丁瑶一屁股坐在祈棠旁边,不屑地轻哼:"不过是图个新鲜,等这股劲儿一过,恐怕又得换人了。"她突然噤声,瞥见方青青苍白的脸色。少女低垂着头,像一株被暴雨打蔫的海棠。

三人默契地转开话题。祈棠望着方青青此番模样,心中轻叹,这世间情爱,最是伤人于无形。

晨光初透,祈棠便已来到哑婆婆的院落。她端坐在屋内旁,看着日影从东墙慢慢移到西墙,直到暮色渐染天际,穆景煜才踏着最后一缕夕阳姗姗而来。

"穆大人当真是日理万机。"祈棠唇角勾起浅笑,"这般尽心竭力为岳小姐铺路,想必她早已将这份恩情铭记于心。他日在深宫得势,不她不仅会为秦熙助力,更会对你这位大恩人倍加关照。”

夕阳余晖洒进窗棂,穆景煜懒散地倚在椅背上,眼中带着几分慵懒和迷离,"若真如此。”他漫不经心地打断,眼中闪过一丝玩味,“我倒要好好谢她。"

“你看一下,下方有个翊字,虽看不太清楚,但想必是没错的。”祈棠取出玉佩掷在桌上,玉面与木桌相击,发出清脆声响。

穆景煜捡起玉佩对着光线端详,玉色温润,云纹间那个"翊"字若隐若现。他颔首:“确实是“翊”字。”

“为何翊太子之物会在七妹妹的锦囊中,且在庆州这么多年没被发现,一到京城就被我发现了?”祈棠疑惑,她已经被这个问题困扰了多日。

她将纪蓉棠所述娓娓道来:流放路上,她们路过东原郡彬州之时,有两位做书生打扮之人,花了些钱打发了看守官兵,带着些吃穿来看她们。当时三姐姐纪宁棠还在,那两人与纪宁棠说的比较多,自己因要照顾七妹妹便没怎么和他们说话,也不清楚那两人与纪宁棠说了些什么,两人走后,纪宁棠也未多说。

“天下之大,去哪里找这两人。”祈棠喃喃自语,忽而倾身向前,朝穆景煜说道:“我要去趟庆州,三姐姐如今不在了,但必然会留下线索。”

穆景煜的视线落在祈棠身上,随着她前倾的动作,一小截白皙的脖颈若隐若现,他的喉结不自觉地滚动了一下,像是被什么无形的东西扼住了呼吸。

眸光骤然转深,穆景煜仓促移开视线,转向院外的梧桐树下,几片落叶正打着旋儿飘落:“你不能出去。没有理由,贵女单独出行,不合规矩。”

"庆州道教兴盛,"祈棠眸光流转,望向远处渐暗的天色,"太后寿诞在即,为表孝心,我自请去庆州为太后迎回三清。"

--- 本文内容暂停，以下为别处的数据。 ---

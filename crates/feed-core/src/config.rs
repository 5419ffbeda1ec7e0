use std::time::Duration;

use serde::{Deserialize, Serialize};

/// Tuning knobs for a feed session.
#[derive(Clone, Debug, PartialEq, Serialize, Deserialize)]
#[serde(default, rename_all = "camelCase")]
pub struct FeedConfig {
    /// Items requested per page.
    pub page_size: usize,
    /// Queue length at which the batcher flushes on its own.
    pub flush_threshold: usize,
    /// Fetch the next page once the index is this close to the end.
    pub prefetch_distance: usize,
    pub pagination_debounce_ms: u64,
    /// Height of one full-screen row, in the host's scroll units.
    pub item_height: f64,
}

impl FeedConfig {
    pub fn pagination_debounce(&self) -> Duration {
        Duration::from_millis(self.pagination_debounce_ms)
    }
}

impl Default for FeedConfig {
    fn default() -> Self {
        Self {
            page_size: 20,
            flush_threshold: 5,
            prefetch_distance: 3,
            pagination_debounce_ms: 150,
            item_height: 800.0,
        }
    }
}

穆景煜没有意料到祈棠会说出这番话,短暂的错愕过后,随即面色微沉,眉宇间凝起不悦:“你来之前就决定好了,并不是要与我商议,而是通知我?”

祈棠确实是来之前就决定了这件事,只是宫中还需要穆贵妃帮忙敲敲边鼓,穆景煜失笑,“你既然已做好决定,那便去做就是,通知我作甚?”

"我需要穆贵妃相助,"祈棠指尖轻叩桌面,檀木发出沉闷的声响。她确实早有打算,只是需要穆贵妃在宫中斡旋。她直言不讳,"若由我主动请命去庆州迎三清,未免僭越。但若是贵妃娘娘在太后面前美言几句..."

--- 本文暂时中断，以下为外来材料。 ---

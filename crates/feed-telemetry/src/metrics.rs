use std::collections::HashMap;
use std::sync::atomic::{AtomicU64, Ordering};

use parking_lot::{Mutex, RwLock};
use serde::{Deserialize, Serialize};

/// Type of metric.
#[derive(Clone, Debug, Serialize, Deserialize, PartialEq, Eq)]
#[serde(rename_all = "snake_case")]
pub enum MetricType {
    Counter,
    Gauge,
    Histogram,
}

/// Point-in-time value of one metric, as returned by [`MetricsRecorder::samples`].
#[derive(Clone, Debug, Serialize, Deserialize)]
pub struct MetricSample {
    pub name: String,
    pub labels: Vec<(String, String)>,
    pub value: f64,
    pub metric_type: MetricType,
}

/// Summary statistics from a histogram.
#[derive(Clone, Debug, Default, Serialize, Deserialize)]
pub struct HistogramSummary {
    pub count: u64,
    pub sum: f64,
    pub p50: f64,
    pub p95: f64,
    pub p99: f64,
}

struct Histogram {
    observations: Mutex<Vec<f64>>,
}

impl Histogram {
    fn new() -> Self {
        Self {
            observations: Mutex::new(Vec::new()),
        }
    }

    fn observe(&self, value: f64) {
        self.observations.lock().push(value);
    }

    fn summary(&self) -> HistogramSummary {
        let mut obs = self.observations.lock().clone();
        if obs.is_empty() {
            return HistogramSummary::default();
        }
        obs.sort_by(|a, b| a.partial_cmp(b).unwrap_or(std::cmp::Ordering::Equal));
        let count = obs.len();
        let at = |q: f64| obs[((count as f64 * q) as usize).min(count - 1)];
        HistogramSummary {
            count: count as u64,
            sum: obs.iter().sum(),
            p50: at(0.5),
            p95: at(0.95),
            p99: at(0.99),
        }
    }
}

/// Metric key: name + sorted labels.
#[derive(Clone, Debug, Hash, PartialEq, Eq)]
struct MetricKey {
    name: String,
    labels: Vec<(String, String)>,
}

impl MetricKey {
    fn new(name: &str, labels: &[(&str, &str)]) -> Self {
        let mut sorted: Vec<(String, String)> = labels
            .iter()
            .map(|(k, v)| (k.to_string(), v.to_string()))
            .collect();
        sorted.sort_by(|a, b| a.0.cmp(&b.0));
        Self {
            name: name.to_string(),
            labels: sorted,
        }
    }
}

/// Thread-safe in-memory metrics recorder.
pub struct MetricsRecorder {
    counters: RwLock<HashMap<MetricKey, AtomicU64>>,
    gauges: RwLock<HashMap<MetricKey, f64>>,
    histograms: RwLock<HashMap<MetricKey, Histogram>>,
}

impl Default for MetricsRecorder {
    fn default() -> Self {
        Self::new()
    }
}

impl MetricsRecorder {
    pub fn new() -> Self {
        Self {
            counters: RwLock::new(HashMap::new()),
            gauges: RwLock::new(HashMap::new()),
            histograms: RwLock::new(HashMap::new()),
        }
    }

    /// Increment a counter by n.
    pub fn counter_inc(&self, name: &str, labels: &[(&str, &str)], n: u64) {
        let key = MetricKey::new(name, labels);
        let counters = self.counters.read();
        if let Some(c) = counters.get(&key) {
            c.fetch_add(n, Ordering::Relaxed);
            return;
        }
        drop(counters);
        self.counters
            .write()
            .entry(key)
            .or_insert_with(|| AtomicU64::new(0))
            .fetch_add(n, Ordering::Relaxed);
    }

    pub fn counter_get(&self, name: &str, labels: &[(&str, &str)]) -> u64 {
        let key = MetricKey::new(name, labels);
        self.counters
            .read()
            .get(&key)
            .map_or(0, |c| c.load(Ordering::Relaxed))
    }

    pub fn gauge_set(&self, name: &str, labels: &[(&str, &str)], value: f64) {
        self.gauges.write().insert(MetricKey::new(name, labels), value);
    }

    pub fn gauge_get(&self, name: &str, labels: &[(&str, &str)]) -> f64 {
        let key = MetricKey::new(name, labels);
        self.gauges.read().get(&key).copied().unwrap_or(0.0)
    }

    pub fn histogram_observe(&self, name: &str, labels: &[(&str, &str)], value: f64) {
        let key = MetricKey::new(name, labels);
        let histograms = self.histograms.read();
        if let Some(h) = histograms.get(&key) {
            h.observe(value);
            return;
        }
        drop(histograms);
        self.histograms
            .write()
            .entry(key)
            .or_insert_with(Histogram::new)
            .observe(value);
    }

    pub fn histogram_summary(&self, name: &str, labels: &[(&str, &str)]) -> HistogramSummary {
        let key = MetricKey::new(name, labels);
        self.histograms
            .read()
            .get(&key)
            .map(|h| h.summary())
            .unwrap_or_default()
    }

    /// Current value of every metric, sorted by name. Histograms report p50.
    pub fn samples(&self) -> Vec<MetricSample> {
        let mut out = Vec::new();
        for (key, c) in self.counters.read().iter() {
            out.push(MetricSample {
                name: key.name.clone(),
                labels: key.labels.clone(),
                value: c.load(Ordering::Relaxed) as f64,
                metric_type: MetricType::Counter,
            });
        }
        for (key, g) in self.gauges.read().iter() {
            out.push(MetricSample {
                name: key.name.clone(),
                labels: key.labels.clone(),
                value: *g,
                metric_type: MetricType::Gauge,
            });
        }
        for (key, h) in self.histograms.read().iter() {
            out.push(MetricSample {
                name: key.name.clone(),
                labels: key.labels.clone(),
                value: h.summary().p50,
                metric_type: MetricType::Histogram,
            });
        }
        out.sort_by(|a, b| a.name.cmp(&b.name).then_with(|| a.labels.cmp(&b.labels)));
        out
    }
}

穆景煜的指尖捏住下颌,耐心听完她的话。接着,他唇角勾起一抹意味深长的笑意:"你比岳棠,更适合入宫。"

“还有一件事。”祈棠对他的讥讽置若罔闻,继续道,“云樱已在殿下处,你是知道的,殿下已答应找手书,若我顺利得了太后懿旨去庆州,还劳烦穆大人安排李公公行事。”

她顿了顿,沉静的看向对面,"还望穆大人妥善安排李公公,务必保他周全。"

两人目光相接,最终穆景煜别开眼,算是默许。

天边最后一缕霞光隐去,祈棠转身推开木门。临别时,她回眸浅笑,眼波流转间似有星辰闪烁:"多谢穆大人。"

屋内,穆景煜依旧把玩着那枚玉佩,他始终未曾抬头,他始终未曾抬头。直到木门吱呀一声轻响合拢,他紧绷的肩线才微微松懈下来。